The only way--the only way--to solve these issues is with web servers requiring that all clients authenticate with a credential that is provably tied to a real-world entity--person or corporate entity--so that legal recourse is available to the server owner when abuse occurs. The internet is no longer high-trust; we're running web servers the same way we'd run an honor-system store where people just come in and steal, anonymously, and with no recourse.
Aside from the obvious disadvantages of a non-anoynmous web I also don't even think it will work. How do you deal with identification and punishment of threat actors across the globe? We've been failing at that since the start. When was the internet ever high trust?
In reality, users will have to show passport to use the internet, while corporations will hide behind a "Corporate ID" that's whitelisted in all authenticator services, because those are also corporations. So you'll keep getting millions of requests from corp234 and corp456 with no legal recourse against them.
I don't know. Once I know the who the legal entity is who I assert is a bad actor, I'm not sure there is really an recourse to be had.
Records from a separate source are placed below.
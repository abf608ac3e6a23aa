use axum::extract::{Path, State};
use axum::http::StatusCode;
use axum::Json;
use garde::Validate;
use kernel::model::id::UserId;
use registry::AppRegistry;
use shared::error::{AppError, AppResult};

use crate::extractor::AuthorizedUser;
use crate::model::user::{
    CreateUserRequest, UpdateUserPasswordRequest, UpdateUserPasswordRequestWithUserId,
    UpdateUserRoleRequest, UpdateUserRoleRequestWithUserId, UserResponse, UsersResponse,
};

// サインアップ。認証不要で、作成されるユーザーは常に attendee ロール
pub async fn register_user(
    State(registry): State<AppRegistry>,
    Json(req): Json<CreateUserRequest>,
) -> AppResult<Json<UserResponse>> {
    req.validate(&())?;

    registry
        .user_repository()
        .create(req.into())
        .await
        .map(UserResponse::from)
        .map(Json)
}

pub async fn get_current_user(user: AuthorizedUser) -> Json<UserResponse> {
    Json(UserResponse::from(user.user))
}

pub async fn list_users(
    user: AuthorizedUser,
    State(registry): State<AppRegistry>,
) -> AppResult<Json<UsersResponse>> {
    if !user.is_staff() {
        return Err(AppError::ForbiddenOperation);
    }

    registry
        .user_repository()
        .find_all()
        .await
        .map(UsersResponse::from)
        .map(Json)
}

pub async fn change_password(
    user: AuthorizedUser,
    State(registry): State<AppRegistry>,
    Json(req): Json<UpdateUserPasswordRequest>,
) -> AppResult<StatusCode> {
    req.validate(&())?;

    let update = UpdateUserPasswordRequestWithUserId::new(user.id(), req);
    registry
        .user_repository()
        .update_password(update.into())
        .await
        .map(|_| StatusCode::OK)
}

pub async fn change_role(
    user: AuthorizedUser,
    Path(user_id): Path<UserId>,
    State(registry): State<AppRegistry>,
    Json(req): Json<UpdateUserRoleRequest>,
) -> AppResult<StatusCode> {
    if !user.is_staff() {
        return Err(AppError::ForbiddenOperation);
    }

    let update = UpdateUserRoleRequestWithUserId::new(user_id, req);
    registry
        .user_repository()
        .update_role(update.into())
        .await
        .map(|_| StatusCode::OK)
}
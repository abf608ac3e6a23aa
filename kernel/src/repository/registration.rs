use crate::model::event::EventWithRegistrations;
use crate::model::id::{RegistrationId, UserId};
use crate::model::registration::{
    event::{CancelRegistration, CreateRegistration},
    Registration,
};
use async_trait::async_trait;
use shared::error::AppResult;

#[async_trait]
pub trait RegistrationRepository: Send + Sync {
    // 参加登録を行う。対象イベントが存在しない場合はエラー
    async fn create(&self, event: CreateRegistration) -> AppResult<RegistrationId>;
    // 本人の参加登録をキャンセル状態にする
    async fn cancel(&self, event: CancelRegistration) -> AppResult<()>;
    // ユーザー ID に紐づく参加登録を新しい順に取得する
    async fn find_all_by_user_id(&self, user_id: UserId) -> AppResult<Vec<Registration>>;
    // 指定ユーザーが主催するイベントの参加登録をイベント単位にまとめて取得する。
    // 参加登録のないイベントは結果に含まれない
    async fn find_grouped_by_event_owner(
        &self,
        owner_id: UserId,
    ) -> AppResult<Vec<EventWithRegistrations>>;
}
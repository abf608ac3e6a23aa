use axum::extract::FromRequestParts;
use axum::http::request::Parts;
use axum::{async_trait, RequestPartsExt};
use axum_extra::headers::authorization::Bearer;
use axum_extra::headers::Authorization;
use axum_extra::TypedHeader;
use kernel::model::auth::AccessToken;
use kernel::model::id::UserId;
use kernel::model::role::Role;
use kernel::model::user::User;
use registry::AppRegistry;
use shared::error::AppError;

pub struct AuthorizedUser {
    pub access_token: AccessToken,
    pub user: User,
}

impl AuthorizedUser {
    pub fn id(&self) -> UserId {
        self.user.user_id
    }

    pub fn is_staff(&self) -> bool {
        self.user.role == Role::Staff
    }
}

#[async_trait]
impl FromRequestParts<AppRegistry> for AuthorizedUser {
    type Rejection = AppError;

    // Bearer トークンを検証し、有効ならユーザー情報を引いて返す。
    // トークンが無い・無効・ユーザーが消えている場合はすべて 401 になる
    async fn from_request_parts(
        parts: &mut Parts,
        registry: &AppRegistry,
    ) -> Result<Self, Self::Rejection> {
        let TypedHeader(Authorization(bearer)) = parts
            .extract::<TypedHeader<Authorization<Bearer>>>()
            .await
            .map_err(|_| AppError::UnauthorizedError)?;
        let access_token = AccessToken(bearer.token().to_string());

        let user_id = registry
            .auth_repository()
            .fetch_user_id_from_token(&access_token)
            .await?
            .ok_or(AppError::UnauthorizedError)?;

        let user = registry
            .user_repository()
            .find_current_user(user_id)
            .await?
            .ok_or(AppError::UnauthorizedError)?;

        Ok(Self { access_token, user })
    }
}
Your honor, these people are visiting my website in a way that makes me sad? I feel that we would need to encode bad behavior in a legally reasonable way first.
And not to mention that you'll have to bring legal disputes a legal entity at a time. And some of these legal entities have very deep pockets.
Unless the suggestion is that internet providers are all going to join together to stand up for the little guy? Somehow I'm not optimistic.
(Finally IPv6 has taken decades to get to where it is today. Somehow I don't see legally attributable IP traffic extension to be ready and deployed any faster)
The truth and tragedy of this is very clear to me. I am hoping this is something that will eventually be solved, but I don't expect it. These companies are on a burn-and-pillage rampage.